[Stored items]

════════

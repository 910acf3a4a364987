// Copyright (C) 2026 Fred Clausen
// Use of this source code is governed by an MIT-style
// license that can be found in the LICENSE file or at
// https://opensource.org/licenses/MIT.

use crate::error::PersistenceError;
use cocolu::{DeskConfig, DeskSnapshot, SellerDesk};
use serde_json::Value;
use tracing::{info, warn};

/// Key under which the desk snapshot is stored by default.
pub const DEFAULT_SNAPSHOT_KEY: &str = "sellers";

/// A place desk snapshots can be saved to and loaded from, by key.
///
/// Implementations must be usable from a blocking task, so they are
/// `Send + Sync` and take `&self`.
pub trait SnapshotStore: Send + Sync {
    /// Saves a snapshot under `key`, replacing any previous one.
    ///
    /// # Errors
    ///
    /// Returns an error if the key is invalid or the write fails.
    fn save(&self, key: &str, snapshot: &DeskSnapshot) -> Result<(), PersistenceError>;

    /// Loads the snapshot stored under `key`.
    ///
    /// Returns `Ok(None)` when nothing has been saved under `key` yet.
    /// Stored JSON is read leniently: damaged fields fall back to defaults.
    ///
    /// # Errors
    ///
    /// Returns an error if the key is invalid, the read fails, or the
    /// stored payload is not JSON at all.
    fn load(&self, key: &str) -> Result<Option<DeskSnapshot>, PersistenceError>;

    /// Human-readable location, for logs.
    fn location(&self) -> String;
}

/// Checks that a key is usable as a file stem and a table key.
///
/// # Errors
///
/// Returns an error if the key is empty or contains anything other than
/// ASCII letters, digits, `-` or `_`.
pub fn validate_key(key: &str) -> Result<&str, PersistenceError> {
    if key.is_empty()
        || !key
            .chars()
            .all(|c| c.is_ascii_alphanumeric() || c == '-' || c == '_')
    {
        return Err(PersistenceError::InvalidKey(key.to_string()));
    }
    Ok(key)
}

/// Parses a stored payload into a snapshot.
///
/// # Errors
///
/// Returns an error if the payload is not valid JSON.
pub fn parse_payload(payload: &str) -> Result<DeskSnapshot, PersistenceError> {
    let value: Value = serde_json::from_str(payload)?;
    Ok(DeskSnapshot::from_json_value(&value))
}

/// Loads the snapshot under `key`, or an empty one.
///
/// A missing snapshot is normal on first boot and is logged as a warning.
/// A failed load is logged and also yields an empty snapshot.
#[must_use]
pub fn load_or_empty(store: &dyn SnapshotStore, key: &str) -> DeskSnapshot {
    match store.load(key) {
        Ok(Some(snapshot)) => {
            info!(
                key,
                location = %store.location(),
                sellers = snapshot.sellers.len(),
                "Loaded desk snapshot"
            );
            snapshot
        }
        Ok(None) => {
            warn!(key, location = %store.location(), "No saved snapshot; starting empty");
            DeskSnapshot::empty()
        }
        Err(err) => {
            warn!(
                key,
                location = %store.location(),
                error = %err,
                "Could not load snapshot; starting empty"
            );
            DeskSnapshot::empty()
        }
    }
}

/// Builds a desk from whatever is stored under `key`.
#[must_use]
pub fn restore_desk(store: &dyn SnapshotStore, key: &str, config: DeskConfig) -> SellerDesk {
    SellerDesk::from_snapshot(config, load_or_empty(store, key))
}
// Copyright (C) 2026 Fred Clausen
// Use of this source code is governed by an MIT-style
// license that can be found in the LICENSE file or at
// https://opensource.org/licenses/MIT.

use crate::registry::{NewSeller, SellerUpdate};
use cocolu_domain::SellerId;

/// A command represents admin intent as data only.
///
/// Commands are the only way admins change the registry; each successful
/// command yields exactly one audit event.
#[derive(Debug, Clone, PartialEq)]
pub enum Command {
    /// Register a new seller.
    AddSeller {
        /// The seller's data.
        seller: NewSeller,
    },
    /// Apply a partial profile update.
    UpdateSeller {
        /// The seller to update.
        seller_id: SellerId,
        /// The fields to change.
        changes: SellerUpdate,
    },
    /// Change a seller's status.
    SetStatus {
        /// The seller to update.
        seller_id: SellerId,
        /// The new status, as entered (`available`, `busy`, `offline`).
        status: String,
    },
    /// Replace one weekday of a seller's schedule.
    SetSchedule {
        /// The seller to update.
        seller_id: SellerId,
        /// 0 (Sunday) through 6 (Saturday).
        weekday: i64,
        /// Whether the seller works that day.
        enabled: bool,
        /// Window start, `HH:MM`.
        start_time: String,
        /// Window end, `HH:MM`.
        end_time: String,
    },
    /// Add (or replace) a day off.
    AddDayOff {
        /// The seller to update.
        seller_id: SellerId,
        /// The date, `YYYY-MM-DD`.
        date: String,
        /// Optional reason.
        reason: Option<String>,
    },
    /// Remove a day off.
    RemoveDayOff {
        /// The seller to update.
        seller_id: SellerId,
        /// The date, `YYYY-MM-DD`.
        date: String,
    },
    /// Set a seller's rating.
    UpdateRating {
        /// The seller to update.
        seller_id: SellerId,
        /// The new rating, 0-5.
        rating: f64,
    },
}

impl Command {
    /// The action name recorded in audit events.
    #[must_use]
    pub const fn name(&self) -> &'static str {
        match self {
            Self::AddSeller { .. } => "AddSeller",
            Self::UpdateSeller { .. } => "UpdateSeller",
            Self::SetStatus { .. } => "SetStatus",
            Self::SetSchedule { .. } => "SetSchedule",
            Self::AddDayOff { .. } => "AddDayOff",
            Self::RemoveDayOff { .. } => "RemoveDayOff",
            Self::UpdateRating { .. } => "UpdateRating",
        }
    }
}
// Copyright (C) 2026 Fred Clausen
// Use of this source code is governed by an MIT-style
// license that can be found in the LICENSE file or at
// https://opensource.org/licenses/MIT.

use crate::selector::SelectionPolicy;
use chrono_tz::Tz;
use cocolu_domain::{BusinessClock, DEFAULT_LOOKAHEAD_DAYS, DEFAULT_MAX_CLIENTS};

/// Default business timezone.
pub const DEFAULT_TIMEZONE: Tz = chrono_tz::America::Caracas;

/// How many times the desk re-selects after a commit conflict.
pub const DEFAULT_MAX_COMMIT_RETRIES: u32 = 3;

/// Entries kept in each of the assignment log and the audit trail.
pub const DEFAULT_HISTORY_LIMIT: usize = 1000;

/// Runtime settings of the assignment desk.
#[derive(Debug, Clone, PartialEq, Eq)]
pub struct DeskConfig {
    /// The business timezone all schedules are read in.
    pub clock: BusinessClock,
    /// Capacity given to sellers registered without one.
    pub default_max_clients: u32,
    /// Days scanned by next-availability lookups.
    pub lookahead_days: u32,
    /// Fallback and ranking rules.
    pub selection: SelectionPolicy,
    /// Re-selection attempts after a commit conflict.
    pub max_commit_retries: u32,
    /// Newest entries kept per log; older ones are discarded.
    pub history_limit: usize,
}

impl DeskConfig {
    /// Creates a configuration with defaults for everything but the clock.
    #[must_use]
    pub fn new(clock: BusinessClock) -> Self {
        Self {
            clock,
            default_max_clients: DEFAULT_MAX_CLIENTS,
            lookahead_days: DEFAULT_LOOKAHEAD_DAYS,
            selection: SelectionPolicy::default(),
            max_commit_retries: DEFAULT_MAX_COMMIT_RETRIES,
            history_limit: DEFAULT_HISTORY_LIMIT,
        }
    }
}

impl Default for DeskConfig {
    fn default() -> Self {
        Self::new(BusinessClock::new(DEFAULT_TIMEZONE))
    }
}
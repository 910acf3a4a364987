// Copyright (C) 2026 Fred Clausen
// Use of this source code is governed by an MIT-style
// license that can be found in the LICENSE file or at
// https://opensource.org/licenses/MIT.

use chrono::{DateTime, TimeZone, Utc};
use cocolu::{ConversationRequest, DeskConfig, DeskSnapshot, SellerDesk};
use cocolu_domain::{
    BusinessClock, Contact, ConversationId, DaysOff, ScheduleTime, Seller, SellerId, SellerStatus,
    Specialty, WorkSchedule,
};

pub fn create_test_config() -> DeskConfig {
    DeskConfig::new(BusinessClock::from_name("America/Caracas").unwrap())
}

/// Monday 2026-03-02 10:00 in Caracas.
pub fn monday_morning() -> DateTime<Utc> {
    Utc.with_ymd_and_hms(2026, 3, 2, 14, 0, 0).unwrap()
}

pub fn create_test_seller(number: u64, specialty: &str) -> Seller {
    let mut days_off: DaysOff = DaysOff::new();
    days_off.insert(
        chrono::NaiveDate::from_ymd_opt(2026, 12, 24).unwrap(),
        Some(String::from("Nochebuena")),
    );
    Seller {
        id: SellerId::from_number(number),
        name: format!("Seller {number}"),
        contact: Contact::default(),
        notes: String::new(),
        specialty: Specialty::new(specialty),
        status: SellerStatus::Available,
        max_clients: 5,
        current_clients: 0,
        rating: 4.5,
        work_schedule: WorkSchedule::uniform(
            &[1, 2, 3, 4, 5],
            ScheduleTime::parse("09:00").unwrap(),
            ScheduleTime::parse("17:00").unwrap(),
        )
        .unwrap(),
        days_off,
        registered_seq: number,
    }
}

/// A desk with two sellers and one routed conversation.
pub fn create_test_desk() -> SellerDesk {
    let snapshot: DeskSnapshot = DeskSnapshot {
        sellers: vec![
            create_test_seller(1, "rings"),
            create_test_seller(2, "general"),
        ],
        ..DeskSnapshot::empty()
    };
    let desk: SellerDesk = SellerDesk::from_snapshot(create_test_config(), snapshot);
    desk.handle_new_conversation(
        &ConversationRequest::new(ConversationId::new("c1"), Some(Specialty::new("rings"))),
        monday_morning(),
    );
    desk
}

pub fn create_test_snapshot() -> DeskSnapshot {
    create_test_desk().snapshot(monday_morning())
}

════════

» **TASK DIRECTIONS**: Report the count of lines in the entries that contain "Some". Nothing else should be given.

» **SOLUTION**: 3